Ensemble of Filter and Embedded Feature Selection Techniques for Malware Classification using High-dimensional Jar Extension Dataset

Abstract

Innovations in machine learning algorithms have enhanced the effectiveness of malware detection systems during the previous decades. However, the advancement of high throughput technologies results in high dimensional malware data, making feature selection useful and mandatory in such datasets. The feature selection technique is an information retrieval tool that aims to improve classifiers by listing important features, which also aids in reducing computational overload. However, different feature selection algorithms select representative features using various criteria, making it difficult to determine the optimal technique for distinct domain datasets. Ensemble feature selection approaches, which integrate the results of several feature selections, can be used to overcome the inadequacies of single-feature selection methods.

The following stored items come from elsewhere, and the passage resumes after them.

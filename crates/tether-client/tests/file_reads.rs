use std::sync::Arc;
use std::time::Duration;

use serde_json::json;
use tether_client::{
    BlobStore, Client, ClientOptions, ClientUpdate, Envelope, MemoryBackend, ReadFileRequest,
    ReadOrigin, SqliteBlobStore,
};
use tether_transport::native::BroadcastHub;
use tether_transport::Platform;
use tokio::sync::broadcast;

struct Harness {
    client: Client,
    backend: Arc<MemoryBackend>,
    blobs: Arc<SqliteBlobStore>,
    updates: broadcast::Receiver<ClientUpdate>,
}

fn harness() -> Harness {
    let platform = Platform::window().with_native(BroadcastHub::new());
    let (backend, responses) = MemoryBackend::new();
    let blobs = Arc::new(SqliteBlobStore::in_memory().expect("blob store"));
    let client = Client::new(
        &platform,
        backend.clone(),
        responses,
        blobs.clone(),
        ClientOptions::default(),
    )
    .expect("client");
    let updates = client.subscribe();
    Harness {
        client,
        backend,
        blobs,
        updates,
    }
}

impl Harness {
    /// Emits an `updateFile` and waits until the client republished it.
    async fn push_file(&mut self, file: serde_json::Value) -> Envelope {
        self.backend
            .emit(Envelope::new("updateFile").with("file", file));
        loop {
            let update = tokio::time::timeout(Duration::from_secs(5), self.updates.recv())
                .await
                .expect("update in time")
                .expect("update stream open");
            if let ClientUpdate::Backend(env) = update {
                if env.type_name() == "updateFile" {
                    return env;
                }
            }
        }
    }
}

#[tokio::test]
async fn inline_bytes_are_cached_and_stripped_from_updates() {
    let mut h = harness();
    let forwarded = h
        .push_file(json!({"id": 3, "size": 6, "arr": [1, 2, 3, 4, 5, 6], "remote": {"id": "r3"}}))
        .await;

    let file = forwarded.get("file").expect("file field");
    assert!(file.get("arr").is_none());
    assert_eq!(file["local"]["is_downloading_completed"], json!(true));
    assert_eq!(file["remote"], json!({"id": "r3"}));

    let part = h
        .client
        .send(Envelope::new("readFilePart").with("file_id", 3).with("offset", 1).with("count", 2))
        .await
        .expect("read part");
    assert_eq!(part.get("data"), Some(&json!([2, 3])));
    assert_eq!(part.get_i64("transaction_id"), Some(-1));
    assert!(h.backend.posted().is_empty());
}

#[tokio::test]
async fn downloading_files_are_read_through_the_backend() {
    let mut h = harness();
    h.backend.add_local_file(9, "/downloads/9", &b"abcdefgh"[..]);
    h.push_file(json!({
        "id": 9,
        "size": 100,
        "local": {"path": "/downloads/9", "is_downloading_active": true}
    }))
    .await;

    let part = h
        .client
        .read_file(&ReadFileRequest::range(9, 2, 4))
        .await
        .expect("live read");
    assert_eq!(&part.data[..], b"cdef");
    assert_eq!(part.origin, ReadOrigin::LiveProbe);
    assert_eq!(
        h.backend.posted_types(),
        vec!["getFileDownloadedPrefixSize", "readFilePart"]
    );
}

#[tokio::test]
async fn stored_blob_is_preferred_over_a_live_download() {
    let mut h = harness();
    h.blobs.put("blob-4", b"0123456789").expect("put");
    h.push_file(json!({"id": 4, "size": 10, "idb_key": "blob-4"}))
        .await;
    h.push_file(json!({
        "id": 4,
        "size": 10,
        "local": {"path": "/gone", "is_downloading_active": true}
    }))
    .await;

    let part = h
        .client
        .read_file(&ReadFileRequest::range(4, 3, 4))
        .await
        .expect("read");
    assert!(matches!(part.origin, ReadOrigin::Persistent { .. }));
    assert_eq!(&part.data[..], b"0123456789");
    assert_eq!(h.client.file_cache().stats().persistent_reads, 1);
    assert!(h.backend.posted().is_empty());
}

#[tokio::test]
async fn delete_file_removes_cache_entry_blob_and_backend_copy() {
    let mut h = harness();
    h.blobs.put("blob-8", b"payload").expect("put");
    h.push_file(json!({"id": 8, "idb_key": "blob-8"})).await;

    let response = h
        .client
        .send(Envelope::new("deleteFile").with("file_id", 8))
        .await
        .expect("delete");
    assert_eq!(response.type_name(), "ok");
    assert!(!h.client.file_cache().contains(8));
    assert_eq!(h.blobs.get_many(&["blob-8".to_string()]).expect("get")[0], None);
    assert_eq!(h.backend.posted_types(), vec!["deleteFile"]);
}
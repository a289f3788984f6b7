use std::path::PathBuf;
use std::time::Duration;

use config::{Config, ConfigError, Environment, File};
use serde::Deserialize;
use tether_arbiter::ArbiterOptions;
use tether_transport::store::StoreOptions;
use tether_transport::storage::StorageOptions;
use tether_transport::{ChannelOptions, TransportKind};

use crate::client::ClientOptions;
use crate::error::ClientError;
use crate::file_cache::FileCacheOptions;

#[derive(Debug, Deserialize, Clone)]
pub struct ClientConfig {
    pub channel_name: String,
    /// `native`, `store` or `storage`; probed when unset.
    pub transport: Option<String>,
    pub worker_support: bool,
    pub is_background: bool,
    #[serde(with = "humantime_serde")]
    pub settle_window: Duration,
    #[serde(with = "humantime_serde")]
    pub poll_interval: Duration,
    #[serde(with = "humantime_serde")]
    pub store_ttl: Duration,
    #[serde(with = "humantime_serde")]
    pub storage_dedup_ttl: Duration,
    #[serde(with = "humantime_serde")]
    pub close_timeout: Duration,
    pub cache_budget_bytes: u64,
    #[serde(with = "humantime_serde")]
    pub immunity_window: Duration,
    pub store_path: Option<PathBuf>,
    pub blob_store_path: Option<PathBuf>,
}

impl ClientConfig {
    /// Defaults, then the optional file, then `TETHER_*` environment variables.
    pub fn load(config_path: Option<PathBuf>) -> Result<Self, ConfigError> {
        let mut builder = Config::builder()
            .set_default("channel_name", "tether")?
            .set_default("transport", None::<String>)?
            .set_default("worker_support", true)?
            .set_default("is_background", false)?
            .set_default("settle_window", "300ms")?
            .set_default("poll_interval", "150ms")?
            .set_default("store_ttl", "45s")?
            .set_default("storage_dedup_ttl", "60s")?
            .set_default("close_timeout", "5s")?
            .set_default("cache_budget_bytes", 100_000_000_u64)?
            .set_default("immunity_window", "60s")?
            .set_default("store_path", None::<String>)?
            .set_default("blob_store_path", None::<String>)?;

        if let Some(path) = config_path {
            builder = builder.add_source(File::from(path));
        }

        builder = builder.add_source(Environment::with_prefix("TETHER").try_parsing(true));

        builder.build()?.try_deserialize()
    }

    pub fn transport_kind(&self) -> Result<Option<TransportKind>, ClientError> {
        self.transport
            .as_deref()
            .filter(|name| !name.trim().is_empty())
            .map(str::parse::<TransportKind>)
            .transpose()
            .map_err(ClientError::from)
    }

    pub fn client_options(&self) -> Result<ClientOptions, ClientError> {
        let channel = ChannelOptions {
            transport: self.transport_kind()?,
            worker_support: self.worker_support,
            store: StoreOptions {
                poll_interval: self.poll_interval,
                ttl: self.store_ttl,
                ..StoreOptions::default()
            },
            storage: StorageOptions {
                dedup_ttl: self.storage_dedup_ttl,
            },
        };
        Ok(ClientOptions {
            arbiter: ArbiterOptions {
                channel_name: self.channel_name.clone(),
                is_background: self.is_background,
                settle_window: self.settle_window,
                channel,
            },
            cache: FileCacheOptions {
                budget_bytes: self.cache_budget_bytes,
                immunity_window: self.immunity_window,
            },
            close_timeout: self.close_timeout,
        })
    }
}
#[cfg(test)]
mod tests {
    use std::sync::atomic::{AtomicUsize, Ordering};
    use std::sync::Arc;
    use std::time::Duration;

    use bytes::Bytes;
    use tether_core::ManualClock;

    use super::{
        slice, FileCache, FileCacheOptions, FileMetadata, LiveProbe, LocalFile, ReadOrigin,
    };
    use crate::blob_store::{BlobStore, SqliteBlobStore};
    use crate::envelope::ReadFileRequest;
    use crate::error::ClientError;

    struct FakeProbe {
        available: u64,
        data: Bytes,
        fail: bool,
        calls: AtomicUsize,
    }

    impl FakeProbe {
        fn serving(data: &'static [u8], available: u64) -> Self {
            Self {
                available,
                data: Bytes::from_static(data),
                fail: false,
                calls: AtomicUsize::new(0),
            }
        }

        fn failing() -> Self {
            Self {
                fail: true,
                ..Self::serving(b"", 0)
            }
        }
    }

    impl LiveProbe for FakeProbe {
        async fn downloaded_prefix_size(&self, _file_id: i64, _offset: u64) -> Result<u64, ClientError> {
            self.calls.fetch_add(1, Ordering::SeqCst);
            if self.fail {
                return Err(ClientError::Backend {
                    code: 500,
                    message: "probe exploded".into(),
                });
            }
            Ok(self.available)
        }

        async fn read_part(&self, _path: &str, offset: u64, size: u64) -> Result<Bytes, ClientError> {
            Ok(slice(&self.data, offset, Some(size)))
        }
    }

    fn file(id: i64, arr: Option<Vec<u8>>) -> FileMetadata {
        FileMetadata {
            id,
            size: arr.as_ref().map_or(0, |a| a.len() as u64),
            local: LocalFile::default(),
            arr: arr.map(Bytes::from),
            persistent_key: None,
        }
    }

    fn cache(clock: Arc<ManualClock>) -> (FileCache, Arc<SqliteBlobStore>) {
        let store = Arc::new(SqliteBlobStore::in_memory().expect("blob store"));
        let cache = FileCache::new(FileCacheOptions::default(), clock, store.clone());
        (cache, store)
    }

    #[test]
    fn older_file_is_evicted_once_over_budget() {
        let clock = Arc::new(ManualClock::new(0));
        let (cache, _) = cache(clock.clone());

        cache.register_file(file(7, Some(vec![0; 10_000_000])));
        clock.advance(Duration::from_secs(61));
        cache.register_file(file(8, Some(vec![0; 95_000_000])));

        assert!(!cache.contains(7));
        assert!(cache.contains(8));
        assert_eq!(cache.resident_bytes(), 95_000_000);
        assert_eq!(cache.stats().evictions, 1);
    }

    #[test]
    fn recently_used_entries_are_immune() {
        let clock = Arc::new(ManualClock::new(0));
        let (cache, _) = cache(clock.clone());

        cache.register_file(file(7, Some(vec![0; 10_000_000])));
        clock.advance(Duration::from_secs(30));
        cache.register_file(file(8, Some(vec![0; 95_000_000])));

        assert!(cache.contains(7));
        assert_eq!(cache.resident_bytes(), 105_000_000);
        assert_eq!(cache.stats().evictions, 0);
    }

    #[test]
    fn repeated_bytes_replace_the_previous_copy() {
        let clock = Arc::new(ManualClock::new(0));
        let (cache, _) = cache(clock);
        let first = cache.register_file(file(1, Some(vec![1; 100])));
        assert!(first.local.is_downloading_completed);
        assert!(first.arr.is_none());
        cache.register_file(file(1, Some(vec![2; 40])));
        assert_eq!(cache.resident_bytes(), 40);
        assert_eq!(cache.stats().repeated_bytes, 1);
    }

    #[tokio::test]
    async fn memory_reads_return_clamped_slices() {
        let clock = Arc::new(ManualClock::new(0));
        let (cache, _) = cache(clock);
        let bytes: Vec<u8> = (0..10).collect();
        cache.register_file(file(3, Some(bytes.clone())));
        let probe = FakeProbe::serving(b"", 0);

        for offset in [0_u64, 3, 9, 10, 25] {
            for size in [None, Some(1_u64), Some(4), Some(100)] {
                let request = ReadFileRequest {
                    file_id: 3,
                    offset,
                    size,
                };
                let part = cache.read_file(&request, &probe).await.expect("read");
                let start = (offset as usize).min(bytes.len());
                let end = size.map_or(bytes.len(), |s| (start + s as usize).min(bytes.len()));
                assert_eq!(&part.data[..], &bytes[start..end], "offset={offset} size={size:?}");
                assert_eq!(part.origin, ReadOrigin::Memory);
            }
        }
        assert_eq!(probe.calls.load(Ordering::SeqCst), 0);
    }

    #[tokio::test]
    async fn persistent_reads_return_the_whole_blob() {
        let clock = Arc::new(ManualClock::new(0));
        let (cache, store) = cache(clock);
        store.put("blob-5", b"0123456789").expect("put");
        let mut meta = file(5, None);
        meta.persistent_key = Some("blob-5".into());
        let registered = cache.register_file(meta);
        assert!(registered.local.is_downloading_completed);

        let part = cache
            .read_file(&ReadFileRequest::range(5, 2, 3), &FakeProbe::serving(b"", 0))
            .await
            .expect("read");
        assert_eq!(&part.data[..], b"0123456789");
        assert!(matches!(part.origin, ReadOrigin::Persistent { transaction_id } if transaction_id > 0));
        assert_eq!(cache.resident_bytes(), 0);
    }

    fn downloading(id: i64) -> FileMetadata {
        FileMetadata {
            id,
            size: 100,
            local: LocalFile {
                path: "/downloads/f".into(),
                is_downloading_active: true,
                ..LocalFile::default()
            },
            arr: None,
            persistent_key: None,
        }
    }

    #[tokio::test]
    async fn live_probe_serves_downloaded_prefix() {
        let clock = Arc::new(ManualClock::new(0));
        let (cache, _) = cache(clock);
        cache.register_file(downloading(9));
        let probe = FakeProbe::serving(b"abcdefgh", 6);

        let part = cache
            .read_file(&ReadFileRequest::range(9, 1, 3), &probe)
            .await
            .expect("read");
        assert_eq!(&part.data[..], b"bcd");
        assert_eq!(part.origin, ReadOrigin::LiveProbe);
        assert_eq!(part.origin.transaction_id(), -2);

        let whole_prefix = cache
            .read_file(&ReadFileRequest::whole(9), &probe)
            .await
            .expect("read prefix");
        assert_eq!(&whole_prefix.data[..], b"abcdef");

        let err = cache
            .read_file(&ReadFileRequest::range(9, 0, 7), &probe)
            .await
            .expect_err("not enough bytes yet");
        assert!(matches!(err, ClientError::NotLoadedYet { available: 6, requested: 7, .. }));
        assert_eq!(cache.stats().live_probe_failures, 0);
    }

    #[tokio::test]
    async fn probe_failure_is_counted_and_surfaces_without_a_blob() {
        let clock = Arc::new(ManualClock::new(0));
        let (cache, _) = cache(clock);
        cache.register_file(downloading(4));
        let err = cache
            .read_file(&ReadFileRequest::whole(4), &FakeProbe::failing())
            .await
            .expect_err("nothing to fall back to");
        assert!(matches!(err, ClientError::Backend { code: 500, .. }));
        assert_eq!(cache.stats().live_probe_failures, 1);
    }

    #[tokio::test]
    async fn unknown_or_idle_files_are_not_loaded() {
        let clock = Arc::new(ManualClock::new(0));
        let (cache, _) = cache(clock);
        cache.register_file(file(2, None));
        let probe = FakeProbe::serving(b"", 0);
        for id in [2, 99] {
            let err = cache
                .read_file(&ReadFileRequest::whole(id), &probe)
                .await
                .expect_err("not loaded");
            assert!(matches!(err, ClientError::FileNotLoaded(got) if got == id));
        }
    }

    #[test]
    fn delete_releases_bytes_and_returns_the_key() {
        let clock = Arc::new(ManualClock::new(0));
        let (cache, _) = cache(clock);
        cache.register_file(file(1, Some(vec![0; 10])));
        let mut keyed = file(2, None);
        keyed.persistent_key = Some("k2".into());
        cache.register_file(keyed);

        assert_eq!(cache.delete_file(1), None);
        assert_eq!(cache.resident_bytes(), 0);
        assert_eq!(cache.delete_file(2).as_deref(), Some("k2"));
        assert!(!cache.contains(2));
        assert_eq!(cache.delete_file(2), None);
    }

    /// Fails every probe after the file finished landing elsewhere.
    struct LandedDuringProbe<'a> {
        cache: &'a FileCache,
        landed: FileMetadata,
    }

    impl LiveProbe for LandedDuringProbe<'_> {
        async fn downloaded_prefix_size(&self, _file_id: i64, _offset: u64) -> Result<u64, ClientError> {
            self.cache.register_file(self.landed.clone());
            Err(ClientError::BackendUnavailable("worker restarted".into()))
        }

        async fn read_part(&self, _path: &str, _offset: u64, _size: u64) -> Result<Bytes, ClientError> {
            Err(ClientError::BackendUnavailable("worker restarted".into()))
        }
    }

    #[tokio::test]
    async fn failed_probe_slices_the_stored_blob() {
        let clock = Arc::new(ManualClock::new(0));
        let (cache, store) = cache(clock);
        store.put("blob-done", b"0123456789").expect("put");

        let cases: [(u64, Option<u64>, &[u8]); 4] = [
            (2, Some(3), b"234"),
            (7, None, b"789"),
            (8, Some(50), b"89"),
            (25, None, b""),
        ];
        for (n, (offset, size, expected)) in cases.into_iter().enumerate() {
            let id = 40 + n as i64;
            cache.register_file(downloading(id));
            let mut landed = downloading(id);
            landed.persistent_key = Some("blob-done".into());
            let probe = LandedDuringProbe {
                cache: &cache,
                landed,
            };

            let request = ReadFileRequest {
                file_id: id,
                offset,
                size,
            };
            let part = cache.read_file(&request, &probe).await.expect("fallback read");
            assert_eq!(&part.data[..], expected, "offset={offset} size={size:?}");
            assert!(matches!(part.origin, ReadOrigin::Persistent { .. }));
            assert_eq!(cache.stats().live_probe_failures, n as u64 + 1);
        }
    }

    #[tokio::test]
    async fn failed_probe_prefers_bytes_that_arrived_inline() {
        let clock = Arc::new(ManualClock::new(0));
        let (cache, _) = cache(clock);
        cache.register_file(downloading(50));
        let mut landed = downloading(50);
        landed.arr = Some(Bytes::from_static(b"abcdef"));
        let probe = LandedDuringProbe {
            cache: &cache,
            landed,
        };

        let part = cache
            .read_file(&ReadFileRequest::range(50, 4, 0), &probe)
            .await
            .expect("fallback read");
        assert_eq!(&part.data[..], b"ef");
        assert_eq!(part.origin, ReadOrigin::Memory);
        assert_eq!(cache.stats().live_probe_failures, 1);
    }
}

Therefore, this paper attempts to determine whether the heterogeneous ensemble of filter and embedded feature selection approaches, namely the heterogenous ensemble of ANOVA F-test, ReliefF, L1-penalized logistic regression, LASSO regression, Extra-Tree Classifier and XGBoost feature selection techniques, namely HEFS-ARLLEX, can provide a better classification performance than the single feature selection technique and other ensemble feature selection approaches for malware classification data. The experimental results show that HEFS-ARLLEX, which combines both filters and embedded, is a better choice, providing consistently high classification accuracy, recall, precision, specificity and F-measure and a reasonable feature reduction rate for malware classification dataset.